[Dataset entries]
***

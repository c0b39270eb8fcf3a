//! Embedding provider trait for generating vector embeddings from text.

use async_trait::async_trait;

use crate::error::Result;

/// A provider that generates vector embeddings from text input.
///
/// Implementations wrap specific embedding backends behind a unified async
/// interface. The default [`embed_batch`](EmbeddingProvider::embed_batch)
/// implementation calls [`embed`](EmbeddingProvider::embed) sequentially and
/// stops at the first failure; backends that support native batching should
/// override it with the same all-or-nothing contract.
///
/// The output dimensionality is not declared up front: the vector index
/// sizes its collection from a probe embedding.
#[async_trait]
pub trait EmbeddingProvider: Send + Sync {
    /// Generate an embedding vector for a single text input.
    async fn embed(&self, text: &str) -> Result<Vec<f32>>;

    /// Generate embedding vectors for a batch of text inputs, in input order.
    async fn embed_batch(&self, texts: &[&str]) -> Result<Vec<Vec<f32>>> {
        let mut results = Vec::with_capacity(texts.len());
        for text in texts {
            results.push(self.embed(text).await?);
        }
        Ok(results)
    }

    /// Short provider name used in logs and error messages.
    fn name(&self) -> &str;
}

***

TASK DIRECTIONS: Your reply is to repeat, unchanged, the lines above running from the one with "#[async_trait]" up to and including the one with "async fn embed_batch(&self, texts: &[&str])".

EXERCISE OUTPUT:
#[async_trait]
pub trait EmbeddingProvider: Send + Sync {
    /// Generate an embedding vector for a single text input.
    async fn embed(&self, text: &str) -> Result<Vec<f32>>;

    /// Generate embedding vectors for a batch of text inputs, in input order.
    async fn embed_batch(&self, texts: &[&str]) -> Result<Vec<Vec<f32>>> {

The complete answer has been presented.